A sua empresa recorreu ao ‘lay-off’?

Todos nós aproveitámos o ‘lay-off’. Foi o instrumento criado para que as empresas enquanto estivessem paradas pudessem ser recompensadas pelos contributos que deram ao Estado durante toda a vida do seu funcionamento. E assim ganharem lastro para a retoma, porque depois quando a retoma começar vai ser uma miséria. Não há nenhum empresário de bom senso que não o tenha feito, senão corria o risco da sua empresa fechar.

Os festivais empregam muitas pessoas…

Dou um exemplo de um problema social muito grave que vai acontecer. Como todos sabemos as forças de segurança são muito mal pagas e o que lhes garante uma vida digna é o chamado gratificado – que é fazer o serviço de segurança aos espectáculos. É o complemento. No “Nos Alive” nós temos uma média de 55 mil espectadores e temos 5.500 pessoas a trabalhar. Isto inclui artistas, técnicos, ‘staff’, seguranças, bombeiros, médicos…

Qual era o primeiro espetáculo que gostava de organizar?

O “Nos Alive”, claro (risos).

Já foram anunciadas as datas para 2021. Acredita que vamos ter mesmo “Nos Alive” em 2021?

Acredito. Até acredito que chegamos a Julho e vamos estar todos a chamar nomes e a dizer por que é que não está a haver festivais porque havia condições para fazer festivais.

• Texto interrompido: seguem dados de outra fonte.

//! External handle to a root coroutine.
//!
//! `Handle<T>` is returned by [`Scheduler::start`] and is the only way to
//! control a root from outside the scheduler: stop it, query its state, and
//! take its result. Handles are move-only and RAII: dropping a handle stops
//! the coroutine (unless [`Handle::forget`] was called) and releases its
//! entry so the manager can reclaim it.
//!
//! Every operation degrades to an empty answer when the scheduler no longer
//! exists; a handle can always outlive its manager safely.
//!
//! [`Scheduler::start`]: crate::Scheduler::start

use crate::types::{CoroState, PanicPayload, TaskId};
use std::any::Any;
use std::marker::PhantomData;
use std::panic::resume_unwind;
use std::rc::Weak;

/// Manager operations reachable from a handle, object-safe so handles stay
/// untyped over the scheduler's phase/clock parameters.
pub(crate) trait ManagerHook {
    fn stop(&self, id: TaskId);
    fn release(&self, id: TaskId);
    fn state(&self, id: TaskId) -> CoroState;
    fn take_result(&self, id: TaskId) -> TakenResult;
}

/// Result of a destructive read on a root entry.
pub(crate) enum TakenResult {
    /// The stored success value, moved out.
    Value(Box<dyn Any>),
    /// The captured panic, moved out.
    Failure(PanicPayload),
    /// Still running, stopped, or already taken.
    Empty,
}

/// Owning external reference to a root coroutine.
///
/// # Ownership
///
/// The handle does not own the coroutine frame; the scheduler does. It
/// owns the *entry*: while the handle lives, the entry survives even after
/// the coroutine reaches a terminal state, so its state and result stay
/// queryable. Dropping the handle stops a still-running coroutine and lets
/// the manager erase the entry.
///
/// # Example
///
/// ```
/// use cotick::{wait, DefaultClock, DefaultUpdate, Scheduler};
///
/// let sched = Scheduler::<DefaultUpdate, DefaultClock>::new();
/// let handle = sched.start(|| async {
///     loop {
///         wait(0.0).await;
///     }
/// });
///
/// assert!(!handle.is_down());
/// handle.stop();
/// assert!(handle.is_down());
/// ```
#[derive(Debug)]
pub struct Handle<T> {
    id: TaskId,
    /// False after `forget`: drop no longer stops the coroutine.
    bound: bool,
    hook: Weak<dyn ManagerHook>,
    _result: PhantomData<fn() -> T>,
}

impl<T: 'static> Handle<T> {
    pub(crate) fn new(id: TaskId, hook: Weak<dyn ManagerHook>) -> Self {
        Self {
            id,
            bound: true,
            hook,
            _result: PhantomData,
        }
    }

    /// The root id this handle refers to.
    #[must_use]
    pub fn id(&self) -> TaskId {
        self.id
    }

    /// Requests immediate cancellation.
    ///
    /// Synchronous: the coroutine frame, every nested child, and every
    /// pending wait are destroyed before this returns. Does nothing if the
    /// coroutine already reached a terminal state or the scheduler is gone.
    pub fn stop(&self) {
        if let Some(hook) = self.hook.upgrade() {
            hook.stop(self.id);
        }
    }

    /// True once the coroutine has reached a terminal state, or when the
    /// scheduler no longer exists.
    #[must_use]
    pub fn is_down(&self) -> bool {
        self.hook
            .upgrade()
            .is_none_or(|hook| hook.state(self.id).is_terminal())
    }

    /// Current lifecycle state, or `None` when the scheduler is gone.
    #[must_use]
    pub fn state(&self) -> Option<CoroState> {
        self.hook.upgrade().map(|hook| hook.state(self.id))
    }

    /// Destructively reads the coroutine's result.
    ///
    /// Returns the stored value exactly once after success. For a failed
    /// coroutine the captured panic is re-raised, also exactly once. Every
    /// other case (still running, stopped, already taken, scheduler gone)
    /// returns `None`.
    #[must_use]
    pub fn take_result(&self) -> Option<T> {
        let hook = self.hook.upgrade()?;
        match hook.take_result(self.id) {
            TakenResult::Value(value) => {
                let value = value
                    .downcast::<T>()
                    .expect("stored result type is fixed by start");
                Some(*value)
            }
            TakenResult::Failure(payload) => resume_unwind(payload.into_unwind()),
            TakenResult::Empty => None,
        }
    }

    /// Unbinds the coroutine's lifetime from this handle.
    ///
    /// After `forget`, dropping the handle no longer stops the coroutine:
    /// it keeps running to completion and is reclaimed once finished. Every
    /// other operation keeps working.
    pub fn forget(&mut self) {
        self.bound = false;
    }
}

impl<T> Drop for Handle<T> {
    fn drop(&mut self) {
        if let Some(hook) = self.hook.upgrade() {
            if self.bound {
                hook.stop(self.id);
            }
            hook.release(self.id);
        }
    }
}

#[cfg(test)]
mod tests {
    use super::*;
    use crate::test_utils::init_test_logging;
    use crate::time::wait;
    use crate::Scheduler;

    fn init_test(name: &str) {
        init_test_logging();
        crate::test_phase!(name);
    }

    #[test]
    fn take_result_is_one_shot() {
        init_test("take_result_is_one_shot");
        let sched = Scheduler::<crate::kind::DefaultUpdate, crate::kind::DefaultClock>::new();
        let handle = sched.start(|| async { "done" });

        let first = handle.take_result();
        crate::assert_with_log!(first == Some("done"), "first take", Some("done"), first);
        let second = handle.take_result();
        crate::assert_with_log!(second.is_none(), "second take empty", true, second.is_none());
        crate::test_complete!("take_result_is_one_shot");
    }

    #[test]
    fn stopped_coroutine_reports_down_and_empty() {
        init_test("stopped_coroutine_reports_down_and_empty");
        let sched = Scheduler::<crate::kind::DefaultUpdate, crate::kind::DefaultClock>::new();
        let handle = sched.start(|| async {
            wait(0.0).await;
            1
        });

        crate::assert_with_log!(!handle.is_down(), "running before stop", false, handle.is_down());
        handle.stop();
        crate::assert_with_log!(handle.is_down(), "down after stop", true, handle.is_down());
        let state = handle.state();
        crate::assert_with_log!(
            state == Some(CoroState::Stopped),
            "state is stopped",
            Some(CoroState::Stopped),
            state
        );
        let taken = handle.take_result();
        crate::assert_with_log!(taken.is_none(), "no result after stop", true, taken.is_none());
        crate::test_complete!("stopped_coroutine_reports_down_and_empty");
    }

    #[test]
    fn handle_outlives_scheduler() {
        init_test("handle_outlives_scheduler");
        let sched = Scheduler::<crate::kind::DefaultUpdate, crate::kind::DefaultClock>::new();
        let handle = sched.start(|| async {
            wait(0.0).await;
            5
        });
        drop(sched);

        crate::assert_with_log!(handle.is_down(), "down when manager gone", true, handle.is_down());
        let state = handle.state();
        crate::assert_with_log!(state.is_none(), "state absent", true, state.is_none());
        let taken = handle.take_result();
        crate::assert_with_log!(taken.is_none(), "result empty", true, taken.is_none());
        handle.stop();
        crate::test_complete!("handle_outlives_scheduler");
    }

    #[test]
    fn forgotten_handle_keeps_coroutine_running() {
        init_test("forgotten_handle_keeps_coroutine_running");
        let sched = Scheduler::<crate::kind::DefaultUpdate, crate::kind::DefaultClock>::new();
        let done = std::rc::Rc::new(std::cell::Cell::new(false));
        let done_flag = std::rc::Rc::clone(&done);
        let mut handle = sched.start(move || async move {
            wait(0.0).await;
            done_flag.set(true);
        });
        handle.forget();
        drop(handle);

        sched.update();
        crate::assert_with_log!(done.get(), "ran after handle drop", true, done.get());
        crate::test_complete!("forgotten_handle_keeps_coroutine_running");
    }
}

Está ligado a duas das principais salas de espetáculos de Lisboa, o Coliseu e o Campo Pequeno, e que estão completamente paradas desde Março. Como se recupera disto?

Não deixa de ser preocupante que nesta crise do COVID em Portugal ainda ninguém se lembrou dos grandes equipamentos privados deste país. Está tudo preocupado com os hotéis, os restaurantes, os barbeiros, o comércio… E as grandes salas de eventos centenárias? O Coliseu, o Campo Pequeno, o Tivoli…  Se isto se prolongar, se não for viável realizar espectáculos, muitas salas correm mesmo o risco de fechar. Sobretudo as salas maiores do país. E acho que tem de haver o bom senso do Estado apoiar estas instituições. Porque se elas fecharem como é que depois pode haver uma retoma económica e cultural? Vai ser muito importante quando abrirmos as bilheteiras que as pessoas se lembrem de nós.

O Campo Pequeno foi um investimento no ‘timing’ errado?

Pois sim. Mas acredito que vamos ultrapassar isto. Temos de acreditar e ser resilientes. O Campo Pequeno está na nova centralidade da cidade. Com o projeto da Feira Popular o centro vai deslocar-se para ali, principalmente com o projeto de fechar a Baixa ao trânsito. E o eixo Entre Campos-Restauradores vai ser fundamental e vamos ter uma oferta cultural vibrante e com muita gente na rua. É o eixo cultural da cidade.

Vamos ter circo no Coliseu no Natal?

Vamos esperar até Julho para tomar uma decisão. Porque neste momento ninguém sabe o que vai acontecer e ainda é muito cedo, faltam 8 meses. Mas isto está tudo ligado. Se o Campo Pequeno funcionar a restauração à volta vai funcionar, se o Villaret funcionar a restauração à volta vai funcionar, quando o Coliseu funcionar a restauração à volta vai funcionar. “The show must go on!”